Two emos are dating, and the most romantic thing they have ever done is slit each other's wrists.
Self Harm Jokes
My 14 year old daughter went shopping at a grocery story.
She gets to the register and she asked the cashier to scan her scarred wrist.
The cashier scanned it and replied with, "Ma'am this item is worthless."
I want to be like pizza so I can get cut into 8 pieces.
An Emo kid in a tree falls. At the same time an apple falls from the same tree, what hits the ground first? The apple would be due to the kid's rope and noose.
What do cutting boards and a suicidal teen's wrist have in common?

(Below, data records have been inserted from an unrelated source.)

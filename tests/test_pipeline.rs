mod common;

use common::*;
use docscan::detection::preprocessing::{PreprocessConfig, preprocess};
use docscan::{Pipeline, ScanError};

#[test]
fn test_step_order_follows_config() {
    let document = Pipeline::from_config(&PreprocessConfig::document());
    assert_eq!(document.step_names(), ["Gaussian Blur", "Threshold", "Edge Detection"]);

    let markers = Pipeline::from_config(&PreprocessConfig::markers());
    assert_eq!(markers.step_names(), [
            "Gaussian Blur",
            "Histogram Equalization",
            "Threshold",
            "Edge Detection"
        ]);

    let bare = Pipeline::from_config(&PreprocessConfig {
        threshold: None,
        ..PreprocessConfig::document()
    });
    assert_eq!(bare.step_names(), ["Gaussian Blur", "Edge Detection"]);
}

#[test]
fn test_preprocess_outputs_match_frame_size() -> anyhow::Result<()> {
    let frame = square_frame(0);
    let out = preprocess(&frame, &PreprocessConfig::document(), &ImageprocOps)?;
    assert_eq!(out.gray.dimensions(), frame.dimensions());
    assert_eq!(out.edges.dimensions(), frame.dimensions());
    assert!(out.edges.pixels().all(|p| p[0] == 0 || p[0] == 255));
    assert!(out.edges.pixels().any(|p| p[0] == 255));
    // Edges hug the square outline, not its interior
    assert_eq!(out.edges.get_pixel(200, 200)[0], 0);
    Ok(())
}

#[test]
fn test_empty_frame_rejected() {
    let empty = Frame::new(image::DynamicImage::new_luma8(0, 10), std::time::Duration::ZERO);
    let err = preprocess(&empty, &PreprocessConfig::document(), &ImageprocOps).unwrap_err();
    assert!(matches!(err, ScanError::InputUnavailable(_)));
}

#[test]
fn test_inverted_canny_thresholds_rejected() {
    let config = PreprocessConfig {
        canny_low: 200.0,
        canny_high: 100.0,
        ..PreprocessConfig::document()
    };
    let err = preprocess(&square_frame(0), &config, &ImageprocOps).unwrap_err();
    assert!(matches!(err, ScanError::Precondition(_)), "{:?}", err);
}

#[test]
fn test_debug_output_saved_per_step() -> anyhow::Result<()> {
    let dir = tempfile::TempDir::new()?;
    let debug_dir = dir.path().join("stages");
    let pipeline = Pipeline::from_config(&PreprocessConfig::markers()).with_debug(debug_dir.clone())?;
    pipeline.run(&markers_frame(0), &ImageprocOps)?;

    let mut files: Vec<String> = std::fs::read_dir(&debug_dir)?
        .map(|entry| entry.map(|e| e.file_name().to_string_lossy().into_owned()))
        .collect::<Result<_, _>>()?;
    files.sort();
    assert_eq!(
        files,
        [
            "00_grayscale.png",
            "01_gaussian_blur.png",
            "02_histogram_equalization.png",
            "03_threshold.png",
            "04_edge_detection.png"
        ]
    );

    // A directory that already holds output is refused
    let err = Pipeline::from_config(&PreprocessConfig::markers())
        .with_debug(debug_dir)
        .err()
        .expect("non-empty directory");
    assert!(matches!(err, ScanError::Precondition(_)));
    Ok(())
}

They both have cutting marks.
Me: I saw an emo kid that got a haircut today. But instead of saying “Like ya cut g” and slapping the neck, I slapped the wrist and said “Like ya cut’s g.”
Emo kid: He said like your bullet holes, G.
Me: I have no bullet holes.
Emo kid: Not yet, you don't.
Me: Ayo what the fuc*.
I named my grass emo, and it cut itself.
Which way is quicker to die? Noose or slitting my throat?
My parents used to make me and my siblings apologize to the ground when we stomped.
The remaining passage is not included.